__How to complete this task__. Every line from the one containing "pub async fn get_api_metrics(&self)" through the end of the data is to be copied exactly, and nothing outside that range.

__Source material__.
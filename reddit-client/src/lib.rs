pub mod api;
pub mod comments;
pub mod metrics;

mod tests;

use api::{build_http_client, RedditApiClient, RedditPostData, MAX_MORE_CHILDREN};
use comments::{assemble_subtree, CommentForest, CommentNode, MoreComments};
use oauth2::basic::BasicClient;
use oauth2::{
    AuthUrl, ClientId, ClientSecret, HttpRequest, HttpResponse, RequestTokenError,
    ResourceOwnerPassword, ResourceOwnerUsername, TokenResponse, TokenUrl,
};
use researcher_core::{CoreError, RedditApiError, RedditConfig};
use serde::{Deserialize, Serialize};
use std::fmt;
use std::time::{Duration, SystemTime};
use tracing::{debug, error, info, warn};

pub const REDDIT_AUTH_BASE: &str = "https://www.reddit.com";

/// The five values needed for a script-app password grant.
#[derive(Clone)]
pub struct RedditCredentials {
    pub client_id: String,
    pub client_secret: String,
    pub username: String,
    pub password: String,
    pub user_agent: String,
}

impl fmt::Debug for RedditCredentials {
    fn fmt(&self, f: &mut fmt::Formatter<'_>) -> fmt::Result {
        f.debug_struct("RedditCredentials")
            .field("client_id", &self.client_id)
            .field("client_secret", &"<redacted>")
            .field("username", &self.username)
            .field("password", &"<redacted>")
            .field("user_agent", &self.user_agent)
            .finish()
    }
}

impl RedditCredentials {
    /// Missing or empty values fail as an authentication error.
    pub fn from_config(config: &RedditConfig) -> Result<Self, CoreError> {
        fn required(value: &Option<String>, name: &str) -> Result<String, CoreError> {
            match value.as_deref().map(str::trim) {
                Some(v) if !v.is_empty() => Ok(v.to_string()),
                _ => Err(CoreError::RedditApi(RedditApiError::AuthenticationFailed {
                    reason: format!("missing credential: {}", name),
                })),
            }
        }

        Ok(Self {
            client_id: required(&config.client_id, "client_id")?,
            client_secret: required(&config.client_secret, "client_secret")?,
            username: required(&config.username, "username")?,
            password: required(&config.password, "password")?,
            user_agent: required(&config.user_agent, "user_agent")?,
        })
    }
}

#[derive(Clone, Serialize, Deserialize)]
pub struct RedditToken {
    pub access_token: String,
    pub expires_at: SystemTime,
    pub scope: Vec<String>,
}

impl fmt::Debug for RedditToken {
    fn fmt(&self, f: &mut fmt::Formatter<'_>) -> fmt::Result {
        f.debug_struct("RedditToken")
            .field("access_token", &"<redacted>")
            .field("expires_at", &self.expires_at)
            .field("scope", &self.scope)
            .finish()
    }
}

impl RedditToken {
    pub fn is_expired(&self) -> bool {
        SystemTime::now() >= self.expires_at
    }
}

pub struct RedditClient {
    credentials: RedditCredentials,
    auth_base_url: String,
    api_base_url: String,
}

impl RedditClient {
    pub fn new(credentials: RedditCredentials) -> Self {
        Self::with_base_urls(
            credentials,
            REDDIT_AUTH_BASE.to_string(),
            api::REDDIT_API_BASE.to_string(),
        )
    }

    pub fn with_base_urls(
        credentials: RedditCredentials,
        auth_base_url: String,
        api_base_url: String,
    ) -> Self {
        Self {
            credentials,
            auth_base_url: auth_base_url.trim_end_matches('/').to_string(),
            api_base_url,
        }
    }

    pub fn from_config(config: &RedditConfig) -> Result<Self, CoreError> {
        let credentials = RedditCredentials::from_config(config)?;
        Ok(Self::with_base_urls(
            credentials,
            config.auth_base_url.clone(),
            config.api_base_url.clone(),
        ))
    }

    /// Exchanges username and password for a bearer token.
    pub async fn authenticate(&self) -> Result<RedditSession, CoreError> {
        let credentials = &self.credentials;
        info!(
            "Authenticating with Reddit as {} (client {})",
            credentials.username, credentials.client_id
        );

        let auth_url = AuthUrl::new(format!("{}/api/v1/authorize", self.auth_base_url))
            .map_err(|e| invalid_url("auth", e))?;
        let token_url = TokenUrl::new(format!("{}/api/v1/access_token", self.auth_base_url))
            .map_err(|e| invalid_url("token", e))?;

        let oauth_client = BasicClient::new(
            ClientId::new(credentials.client_id.clone()),
            Some(ClientSecret::new(credentials.client_secret.clone())),
            auth_url,
            Some(token_url),
        );

        let http_client = build_http_client(&credentials.user_agent)?;
        let token_response = oauth_client
            .exchange_password(
                &ResourceOwnerUsername::new(credentials.username.clone()),
                &ResourceOwnerPassword::new(credentials.password.clone()),
            )
            .request_async(move |request| send_token_request(http_client, request))
            .await
            .map_err(|e| match e {
                RequestTokenError::ServerResponse(response) => {
                    error!("Token request rejected: {}", response);
                    CoreError::RedditApi(RedditApiError::AuthenticationFailed {
                        reason: response.to_string(),
                    })
                }
                RequestTokenError::Request(e) => {
                    error!("Token request failed: {}", e);
                    CoreError::Network(e)
                }
                // Reddit answers bad credentials with `200 {"error": "invalid_grant"}`
                RequestTokenError::Parse(_, body) => {
                    let body = String::from_utf8_lossy(&body).into_owned();
                    error!("Unexpected token response: {}", body);
                    CoreError::RedditApi(RedditApiError::AuthenticationFailed { reason: body })
                }
                RequestTokenError::Other(reason) => {
                    error!("Token request failed: {}", reason);
                    CoreError::RedditApi(RedditApiError::AuthenticationFailed { reason })
                }
            })?;

        let expires_in = token_response
            .expires_in()
            .unwrap_or_else(|| Duration::from_secs(3600));
        let token = RedditToken {
            access_token: token_response.access_token().secret().clone(),
            expires_at: SystemTime::now() + expires_in,
            scope: token_response
                .scopes()
                .map(|scopes| scopes.iter().map(|s| s.to_string()).collect())
                .unwrap_or_default(),
        };
        info!("Authenticated, token valid for {:?}", expires_in);

        let api = RedditApiClient::with_base_url(
            credentials.user_agent.clone(),
            self.api_base_url.clone(),
        )?;
        Ok(RedditSession { api, token })
    }
}

fn invalid_url(kind: &str, e: url::ParseError) -> CoreError {
    CoreError::RedditApi(RedditApiError::AuthenticationFailed {
        reason: format!("invalid {} url: {}", kind, e),
    })
}

async fn send_token_request(
    http_client: reqwest::Client,
    request: HttpRequest,
) -> Result<HttpResponse, reqwest::Error> {
    let response = http_client
        .request(request.method, request.url.as_str())
        .headers(request.headers)
        .body(request.body)
        .send()
        .await?;

    let status_code = response.status();
    let headers = response.headers().clone();
    let body = response.bytes().await?.to_vec();
    Ok(HttpResponse {
        status_code,
        headers,
        body,
    })
}

/// An authenticated connection to the Reddit API.
#[derive(Debug)]
pub struct RedditSession {
    api: RedditApiClient,
    token: RedditToken,
}

impl RedditSession {
    pub fn new(api: RedditApiClient, token: RedditToken) -> Self {
        Self { api, token }
    }

    pub fn token(&self) -> &RedditToken {
        &self.token
    }

    fn access_token(&self) -> Result<&str, CoreError> {
        if self.token.is_expired() {
            warn!("Access token expired at {:?}", self.token.expires_at);
            return Err(CoreError::RedditApi(RedditApiError::InvalidToken));
        }
        Ok(&self.token.access_token)
    }

    /// Up to `limit` posts in "hot" order, following `after` cursors.
    pub async fn hot_posts(
        &self,
        subreddit: &str,
        limit: u32,
    ) -> Result<Vec<RedditPostData>, CoreError> {
        let access_token = self.access_token()?;
        let wanted = limit as usize;
        let mut posts: Vec<RedditPostData> = Vec::with_capacity(wanted);
        let mut after: Option<String> = None;

        while posts.len() < wanted {
            let remaining = (wanted - posts.len()) as u32;
            let listing = self
                .api
                .get_subreddit_posts(access_token, subreddit, remaining, after.as_deref())
                .await?;

            let page_len = listing.data.children.len();
            posts.extend(listing.data.children.into_iter().map(|child| child.data));
            after = listing.data.after;

            if page_len == 0 || after.is_none() {
                break;
            }
        }

        posts.truncate(wanted);
        debug!("Collected {} hot posts from r/{}", posts.len(), subreddit);
        Ok(posts)
    }

    /// The post's comment tree as first returned, placeholders included.
    pub async fn comment_forest(&self, post_id: &str) -> Result<CommentForest, CoreError> {
        let access_token = self.access_token()?;
        let listing = self.api.get_comments(access_token, post_id).await?;
        Ok(CommentForest::from_listing(post_id, listing))
    }

    /// Resolves one placeholder into the nodes that replace it.
    pub async fn more_children(
        &self,
        forest: &CommentForest,
        more: &MoreComments,
    ) -> Result<Vec<CommentNode>, CoreError> {
        let access_token = self.access_token()?;

        if more.is_continue_thread() {
            let Some(parent_comment) = more.parent_comment_id() else {
                return Ok(Vec::new());
            };
            let listing = self
                .api
                .get_comment_thread(access_token, forest.post_id(), parent_comment)
                .await?;

            let replies = listing
                .into_nodes()
                .into_iter()
                .find_map(|node| match node {
                    CommentNode::Comment(comment) if comment.name == more.parent_id => {
                        Some(comment.replies)
                    }
                    _ => None,
                })
                .unwrap_or_default();
            return Ok(replies);
        }

        let mut flat = Vec::with_capacity(more.children.len());
        for chunk in more.children.chunks(MAX_MORE_CHILDREN) {
            let things = self
                .api
                .get_more_children(access_token, &forest.link_id, chunk)
                .await?;
            flat.extend(things.into_iter().map(CommentNode::from));
        }

        Ok(assemble_subtree(flat, &more.parent_id))
    }

    pub async fn get_api_metrics(&self) -> metrics::ApiMetrics {
        self.api.get_metrics().await
    }
}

__Exercise solution__.
    pub async fn get_api_metrics(&self) -> metrics::ApiMetrics {
        self.api.get_metrics().await
    }
}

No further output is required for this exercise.